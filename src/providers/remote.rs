//! HTTP client for an external inference worker.
//!
//! The worker owns the neural model and exposes two endpoints:
//!
//! - `GET {base_url}/health`: any 2xx means the model can be used
//! - `POST {base_url}/generate`: JSON request, WAV response body

use std::sync::Arc;
use std::time::Duration;

use async_trait::async_trait;
use base64::Engine;
use base64::engine::general_purpose::STANDARD as BASE64;
use reqwest::{Client, Response, StatusCode};
use serde::{Deserialize, Serialize};
use tracing::{debug, instrument};

use super::retry::{Operation, RetryConfig, RetryingSpeechModel, with_retry};
use crate::model::ModelVariant;
use crate::traits::{ModelLoader, SpeechModel};
use crate::types::{GeneratedAudio, SynthesisRequest};
use crate::{HuginnError, Result};

/// Default worker address.
pub const DEFAULT_BASE_URL: &str = "http://127.0.0.1:8001";

/// Connection settings for the inference worker.
#[derive(Debug, Clone, PartialEq, Eq)]
pub struct RemoteConfig {
    pub base_url: String,
    /// Per-call timeout. Default: 120s.
    pub timeout: Duration,
    pub retry: RetryConfig,
}

impl Default for RemoteConfig {
    fn default() -> Self {
        Self {
            base_url: DEFAULT_BASE_URL.to_string(),
            timeout: Duration::from_secs(120),
            retry: RetryConfig::default(),
        }
    }
}

impl RemoteConfig {
    pub fn new(base_url: impl Into<String>) -> Self {
        Self {
            base_url: base_url.into(),
            ..Self::default()
        }
    }

    pub fn timeout(mut self, timeout: Duration) -> Self {
        self.timeout = timeout;
        self
    }

    pub fn retry(mut self, retry: RetryConfig) -> Self {
        self.retry = retry;
        self
    }
}

/// Loads [`RemoteModel`] handles after checking the worker is up.
pub struct RemoteModelLoader {
    http: Client,
    config: RemoteConfig,
}

impl RemoteModelLoader {
    pub fn new(config: RemoteConfig) -> Result<Self> {
        let http = Client::builder()
            .timeout(config.timeout)
            .build()
            .map_err(|e| HuginnError::Configuration(format!("http client: {e}")))?;
        Ok(Self { http, config })
    }

    fn base_url(&self) -> &str {
        self.config.base_url.trim_end_matches('/')
    }

    async fn check_health(&self) -> Result<()> {
        let url = format!("{}/health", self.base_url());
        let response = self
            .http
            .get(&url)
            .send()
            .await
            .map_err(|e| transport_error(e, self.config.timeout))?;
        if response.status().is_success() {
            Ok(())
        } else {
            Err(HuginnError::ModelUnavailable(format!(
                "worker health check returned {}",
                response.status()
            )))
        }
    }
}

#[async_trait]
impl ModelLoader for RemoteModelLoader {
    #[instrument(name = "remote.load", skip(self), fields(base_url = %self.config.base_url))]
    async fn load(&self, variant: ModelVariant) -> Result<Arc<dyn SpeechModel>> {
        with_retry(&self.config.retry, variant.as_str(), Operation::Health, || {
            self.check_health()
        })
        .await?;

        let model: Arc<dyn SpeechModel> = Arc::new(RemoteModel {
            http: self.http.clone(),
            generate_url: format!("{}/generate", self.base_url()),
            name: format!("remote-{variant}"),
            variant,
            timeout: self.config.timeout,
        });
        if self.config.retry.max_attempts > 1 {
            Ok(Arc::new(RetryingSpeechModel::new(
                model,
                variant.as_str(),
                self.config.retry.clone(),
            )))
        } else {
            Ok(model)
        }
    }
}

/// One model variant served by the inference worker.
pub struct RemoteModel {
    http: Client,
    generate_url: String,
    name: String,
    variant: ModelVariant,
    timeout: Duration,
}

#[derive(Serialize)]
struct GenerateBody<'a> {
    text: &'a str,
    language: &'a str,
    exaggeration: f32,
    cfg_weight: f32,
    temperature: f32,
    speed_factor: f32,
    multilingual: bool,
    #[serde(skip_serializing_if = "Option::is_none")]
    audio_prompt: Option<String>,
}

#[derive(Deserialize)]
struct ErrorBody {
    #[serde(alias = "error")]
    detail: String,
}

#[async_trait]
impl SpeechModel for RemoteModel {
    fn name(&self) -> &str {
        &self.name
    }

    #[instrument(name = "remote.generate", skip(self, request), fields(model = %self.name))]
    async fn generate(&self, request: &SynthesisRequest) -> Result<GeneratedAudio> {
        let params = request.params();
        let body = GenerateBody {
            text: request.text(),
            language: request.language(),
            exaggeration: params.expressiveness,
            cfg_weight: params.guidance_weight,
            temperature: params.temperature,
            speed_factor: params.speed_factor,
            multilingual: self.variant == ModelVariant::Multilingual,
            audio_prompt: request.reference_audio().map(|a| BASE64.encode(a.bytes())),
        };

        let response = self
            .http
            .post(&self.generate_url)
            .json(&body)
            .send()
            .await
            .map_err(|e| transport_error(e, self.timeout))?;
        let response = check_status(response, self.timeout).await?;

        let wav = response
            .bytes()
            .await
            .map_err(|e| transport_error(e, self.timeout))?;
        debug!(bytes = wav.len(), "received audio");
        GeneratedAudio::from_wav(&wav)
    }
}

fn transport_error(err: reqwest::Error, timeout: Duration) -> HuginnError {
    if err.is_timeout() {
        HuginnError::Timeout(timeout)
    } else if err.is_connect() {
        HuginnError::ModelUnavailable(err.to_string())
    } else {
        HuginnError::SynthesisFailed(err.to_string())
    }
}

/// Map a worker status to the error taxonomy.
///
/// `ModelUnavailable` is reserved for statuses where the worker did not take
/// the call (502, 503); a 504 may leave work running and counts as a timeout.
async fn check_status(response: Response, timeout: Duration) -> Result<Response> {
    let status = response.status();
    if status.is_success() {
        return Ok(response);
    }

    let text = response.text().await.unwrap_or_default();
    let message = serde_json::from_str::<ErrorBody>(&text)
        .map(|body| body.detail)
        .unwrap_or(text);

    Err(match status {
        StatusCode::SERVICE_UNAVAILABLE | StatusCode::BAD_GATEWAY => {
            HuginnError::ModelUnavailable(format!("worker returned {status}: {message}"))
        }
        StatusCode::GATEWAY_TIMEOUT => HuginnError::Timeout(timeout),
        _ => HuginnError::SynthesisFailed(format!("worker returned {status}: {message}")),
    })
}

#[cfg(test)]
mod tests {
    use super::*;
    use crate::types::ReferenceAudio;

    #[test]
    fn body_uses_worker_field_names() {
        let request = SynthesisRequest::builder("Hola").language("es").build().unwrap();
        let params = request.params();
        let body = GenerateBody {
            text: request.text(),
            language: request.language(),
            exaggeration: params.expressiveness,
            cfg_weight: params.guidance_weight,
            temperature: params.temperature,
            speed_factor: params.speed_factor,
            multilingual: true,
            audio_prompt: None,
        };
        let json = serde_json::to_value(&body).unwrap();
        assert_eq!(json["text"], "Hola");
        assert_eq!(json["language"], "es");
        assert_eq!(json["multilingual"], true);
        assert!(json.get("audio_prompt").is_none());
        assert!(json.get("cfg_weight").is_some());
    }

    #[test]
    fn error_body_accepts_detail_or_error() {
        let a: ErrorBody = serde_json::from_str(r#"{"detail":"cuda oom"}"#).unwrap();
        let b: ErrorBody = serde_json::from_str(r#"{"error":"cuda oom"}"#).unwrap();
        assert_eq!(a.detail, b.detail);
    }

    #[test]
    fn reference_audio_is_base64_encoded() {
        let audio = ReferenceAudio::new(vec![0u8, 1, 2, 255]);
        assert_eq!(BASE64.encode(audio.bytes()), "AAEC/w==");
    }
}
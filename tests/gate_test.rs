//! Tests for [`SynthesisGate`] leader/follower coordination.

use std::sync::Arc;

use huginn::cache::{Admission, LeaderTicket, Waiter};
use huginn::{
    AudioArtifact, CacheEntry, Fingerprint, GeneratedAudio, HuginnError, SynthesisGate,
};

fn fp(id: u8) -> Fingerprint {
    Fingerprint::from_bytes([id; 16])
}

fn entry(id: u8) -> Arc<CacheEntry> {
    let audio = GeneratedAudio::new(vec![0.2; 16], 8_000);
    Arc::new(CacheEntry::new(fp(id), AudioArtifact::encode(&audio).unwrap()))
}

fn lead(gate: &SynthesisGate, id: u8) -> LeaderTicket {
    match gate.acquire_or_join(fp(id)) {
        Admission::Leader(ticket) => ticket,
        Admission::Follower(_) => panic!("expected leader"),
    }
}

fn follow(gate: &SynthesisGate, id: u8) -> Waiter {
    match gate.acquire_or_join(fp(id)) {
        Admission::Follower(waiter) => waiter,
        Admission::Leader(_) => panic!("expected follower"),
    }
}

#[tokio::test]
async fn followers_receive_published_entry() {
    let gate = SynthesisGate::new();
    let ticket = lead(&gate, 1);
    let a = follow(&gate, 1);
    let b = follow(&gate, 1);

    let published = entry(1);
    assert_eq!(ticket.publish(Ok(Arc::clone(&published))), 2);

    for waiter in [a, b] {
        let got = waiter.wait().await.unwrap();
        assert!(Arc::ptr_eq(&got, &published));
    }
}

#[tokio::test]
async fn followers_receive_published_error() {
    let gate = SynthesisGate::new();
    let ticket = lead(&gate, 1);
    let waiter = follow(&gate, 1);

    ticket.publish(Err(HuginnError::SynthesisFailed("boom".into())));
    assert_eq!(
        waiter.wait().await.unwrap_err(),
        HuginnError::SynthesisFailed("boom".into())
    );
}

#[test]
fn publish_starts_a_fresh_cycle() {
    let gate = SynthesisGate::new();
    lead(&gate, 1).publish(Ok(entry(1)));

    assert!(!gate.is_pending(&fp(1)));
    // Next caller leads again.
    let _ticket = lead(&gate, 1);
    assert!(gate.is_pending(&fp(1)));
}

#[tokio::test]
async fn leader_can_await_its_own_outcome() {
    let gate = SynthesisGate::new();
    let ticket = lead(&gate, 3);
    let own = ticket.waiter();

    let handle = tokio::spawn(async move {
        ticket.publish(Ok(entry(3)));
    });
    let got = own.wait().await.unwrap();
    handle.await.unwrap();
    assert_eq!(got.fingerprint, fp(3));
}

#[tokio::test]
async fn dropped_follower_does_not_disturb_others() {
    let gate = SynthesisGate::new();
    let ticket = lead(&gate, 4);
    let gone = follow(&gate, 4);
    let stays = follow(&gate, 4);
    drop(gone);

    assert_eq!(gate.waiters(&fp(4)), 1);
    ticket.publish(Ok(entry(4)));
    assert!(stays.wait().await.is_ok());
}

#[tokio::test]
async fn panicking_leader_fails_followers() {
    let gate = SynthesisGate::new();
    let ticket = lead(&gate, 5);
    let waiter = follow(&gate, 5);

    let task = tokio::spawn(async move {
        let _ticket = ticket;
        panic!("model crashed");
    });
    assert!(task.await.is_err());

    assert!(matches!(
        waiter.wait().await,
        Err(HuginnError::SynthesisFailed(_))
    ));
    assert_eq!(gate.in_flight(), 0);
}
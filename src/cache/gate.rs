//! Single-flight gate: one in-flight synthesis per fingerprint.
//!
//! The first caller for a fingerprint becomes the leader and receives a
//! [`LeaderTicket`]; everyone arriving while that synthesis is outstanding
//! becomes a follower and receives a [`Waiter`]. Publishing through the
//! ticket removes the pending marker and wakes every waiter with the same
//! outcome, success or failure. The next request for that fingerprint starts
//! a fresh cycle.
//!
//! Each pending fingerprint owns a `tokio::sync::watch` channel; waiters are
//! woken by the channel, never by polling. The pending table itself sits
//! behind one mutex held only for O(1) insert/remove.
//!
//! [`SynthesisGate::detach_all`] forgets every pending marker without
//! touching the channels. Syntheses already running still reach the callers
//! that joined them, but later callers start a new cycle instead of joining
//! a synthesis that predates the detach.

use std::collections::HashMap;
use std::sync::{Arc, Mutex, MutexGuard, PoisonError};

use tokio::sync::watch;
use tracing::warn;

use super::store::CacheEntry;
use crate::fingerprint::Fingerprint;
use crate::{HuginnError, Result};

/// Outcome shared between the leader and all followers.
pub type SynthesisOutcome = Result<Arc<CacheEntry>>;

type Slot = Arc<watch::Sender<Option<SynthesisOutcome>>>;
type PendingTable = Arc<Mutex<HashMap<Fingerprint, Slot>>>;

/// Result of [`SynthesisGate::acquire_or_join`].
#[derive(Debug)]
pub enum Admission {
    /// Caller must synthesize and publish.
    Leader(LeaderTicket),
    /// Someone else is synthesizing; wait for their outcome.
    Follower(Waiter),
}

/// Collapses concurrent requests for one fingerprint into a single synthesis.
///
/// Cheap to clone; clones share the pending table.
#[derive(Clone, Default)]
pub struct SynthesisGate {
    pending: PendingTable,
}

impl SynthesisGate {
    pub fn new() -> Self {
        Self::default()
    }

    fn lock(&self) -> MutexGuard<'_, HashMap<Fingerprint, Slot>> {
        lock_table(&self.pending)
    }

    /// Become leader for `fingerprint`, or join the synthesis already
    /// running for it.
    pub fn acquire_or_join(&self, fingerprint: Fingerprint) -> Admission {
        let mut pending = self.lock();
        if let Some(slot) = pending.get(&fingerprint) {
            return Admission::Follower(Waiter {
                fingerprint,
                rx: slot.subscribe(),
            });
        }

        let slot: Slot = Arc::new(watch::channel(None).0);
        pending.insert(fingerprint, Arc::clone(&slot));
        Admission::Leader(LeaderTicket {
            fingerprint,
            slot,
            pending: Arc::clone(&self.pending),
            published: false,
        })
    }

    /// Forget every pending marker. Returns how many were detached.
    ///
    /// Detached leaders still publish to the waiters they already have.
    pub fn detach_all(&self) -> usize {
        let mut pending = self.lock();
        let detached = pending.len();
        pending.clear();
        detached
    }

    /// Whether a synthesis for `fingerprint` is outstanding.
    pub fn is_pending(&self, fingerprint: &Fingerprint) -> bool {
        self.lock().contains_key(fingerprint)
    }

    /// Number of fingerprints with a synthesis outstanding.
    pub fn in_flight(&self) -> usize {
        self.lock().len()
    }

    /// Number of callers currently waiting on `fingerprint`, including the
    /// leader's own waiter if it took one.
    pub fn waiters(&self, fingerprint: &Fingerprint) -> usize {
        self.lock()
            .get(fingerprint)
            .map_or(0, |slot| slot.receiver_count())
    }
}

fn lock_table(
    table: &Mutex<HashMap<Fingerprint, Slot>>,
) -> MutexGuard<'_, HashMap<Fingerprint, Slot>> {
    // Critical sections only insert/remove; the map is never left half-updated.
    table.lock().unwrap_or_else(PoisonError::into_inner)
}

/// Proof of leadership for one fingerprint.
///
/// Must be consumed by [`publish`](Self::publish). Dropping an unpublished
/// ticket publishes a [`HuginnError::SynthesisFailed`] so followers never
/// hang.
#[derive(Debug)]
pub struct LeaderTicket {
    fingerprint: Fingerprint,
    slot: Slot,
    pending: PendingTable,
    published: bool,
}

impl LeaderTicket {
    pub fn fingerprint(&self) -> Fingerprint {
        self.fingerprint
    }

    /// Subscribe to this ticket's own outcome, exactly like a follower.
    ///
    /// Lets the leader hand the ticket to a background task and still await
    /// the result.
    pub fn waiter(&self) -> Waiter {
        Waiter {
            fingerprint: self.fingerprint,
            rx: self.slot.subscribe(),
        }
    }

    /// Publish the outcome to every waiter and remove the pending marker,
    /// unless it was detached and replaced by a newer cycle.
    ///
    /// Returns the number of waiters that were subscribed.
    pub fn publish(mut self, outcome: SynthesisOutcome) -> usize {
        self.published = true;
        self.finish(outcome)
    }

    fn finish(&self, outcome: SynthesisOutcome) -> usize {
        {
            let mut pending = lock_table(&self.pending);
            if pending
                .get(&self.fingerprint)
                .is_some_and(|slot| Arc::ptr_eq(slot, &self.slot))
            {
                pending.remove(&self.fingerprint);
            }
        }
        let waiters = self.slot.receiver_count();
        self.slot.send_replace(Some(outcome));
        waiters
    }
}

impl Drop for LeaderTicket {
    fn drop(&mut self) {
        if !self.published {
            warn!(fingerprint = %self.fingerprint, "leader dropped without publishing");
            self.finish(Err(HuginnError::SynthesisFailed(
                "synthesis abandoned before publishing a result".into(),
            )));
        }
    }
}

/// Handle for awaiting a synthesis owned by someone else.
///
/// Dropping a waiter (e.g. on caller timeout) stops waiting without
/// affecting the leader.
#[derive(Debug)]
pub struct Waiter {
    fingerprint: Fingerprint,
    rx: watch::Receiver<Option<SynthesisOutcome>>,
}

impl Waiter {
    pub fn fingerprint(&self) -> Fingerprint {
        self.fingerprint
    }

    /// Wait for the leader's outcome.
    pub async fn wait(mut self) -> SynthesisOutcome {
        if let Ok(outcome) = self.rx.wait_for(Option::is_some).await {
            if let Some(outcome) = outcome.as_ref() {
                return outcome.clone();
            }
        }
        // Sender gone; the value may still have been published just before.
        self.rx.borrow().clone().unwrap_or_else(|| {
            Err(HuginnError::SynthesisFailed(
                "synthesis abandoned before publishing a result".into(),
            ))
        })
    }
}
//! Telemetry metric name constants.
//!
//! Centralised metric names for huginn operations. Consumers install
//! their own `metrics` recorder (e.g. prometheus, statsd); without a
//! recorder installed, all metric calls are no-ops.
//!
//! # Metric naming conventions
//!
//! All metrics are prefixed with `huginn_`. Counters end in `_total`,
//! histograms use meaningful units (e.g. `_seconds`).
//!
//! # Common labels
//!
//! - `variant`: model variant ("english" | "multilingual")
//! - `status`: outcome: "ok" or "error"
//! - `reason`: why an entry left the cache ("capacity" | "clear")
//! - `operation`: backend call ("health" | "generate")

/// Store lookups that found an entry.
pub const CACHE_HITS_TOTAL: &str = "huginn_cache_hits_total";

/// Store lookups that found nothing.
pub const CACHE_MISSES_TOTAL: &str = "huginn_cache_misses_total";

/// Entries removed from the store.
///
/// Labels: `reason` ("capacity" | "clear").
pub const CACHE_EVICTIONS_TOTAL: &str = "huginn_cache_evictions_total";

/// Artifacts returned to callers but not stored because they exceed the
/// byte budget.
pub const CACHE_REJECTIONS_TOTAL: &str = "huginn_cache_rejections_total";

/// Current number of stored entries (gauge).
pub const CACHE_ENTRIES: &str = "huginn_cache_entries";

/// Current total artifact bytes held by the store (gauge).
pub const CACHE_BYTES: &str = "huginn_cache_bytes";

/// Calls into the external model.
///
/// Labels: `variant`, `status`.
pub const SYNTHESIS_TOTAL: &str = "huginn_synthesis_total";

/// Duration of a single model call in seconds.
///
/// Labels: `variant`.
pub const SYNTHESIS_DURATION_SECONDS: &str = "huginn_synthesis_duration_seconds";

/// Requests that joined an already in-flight synthesis instead of starting
/// their own.
pub const SINGLE_FLIGHT_JOINS_TOTAL: &str = "huginn_single_flight_joins_total";

/// Model loads performed by the model pool.
///
/// Labels: `variant`, `status`.
pub const MODEL_LOADS_TOTAL: &str = "huginn_model_loads_total";

/// Backend calls retried after a transient error.
///
/// Labels: `variant`, `operation`.
pub const BACKEND_RETRIES_TOTAL: &str = "huginn_backend_retries_total";
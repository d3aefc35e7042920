//! Gateway construction and the cache façade.

mod builder;
mod speech;

pub use builder::{Huginn, HuginnBuilder};
pub use speech::{CacheSource, ClearReport, GatewayStatus, SpeechGateway, Synthesized};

**WHAT YOU ARE ASKED TO DO:** From the entries, copy every line in which the string "insert" can be found.

**PROBLEM SOLUTION:**
//! behind one mutex held only for O(1) insert/remove.
        pending.insert(fingerprint, Arc::clone(&slot));
    // Critical sections only insert/remove; the map is never left half-updated.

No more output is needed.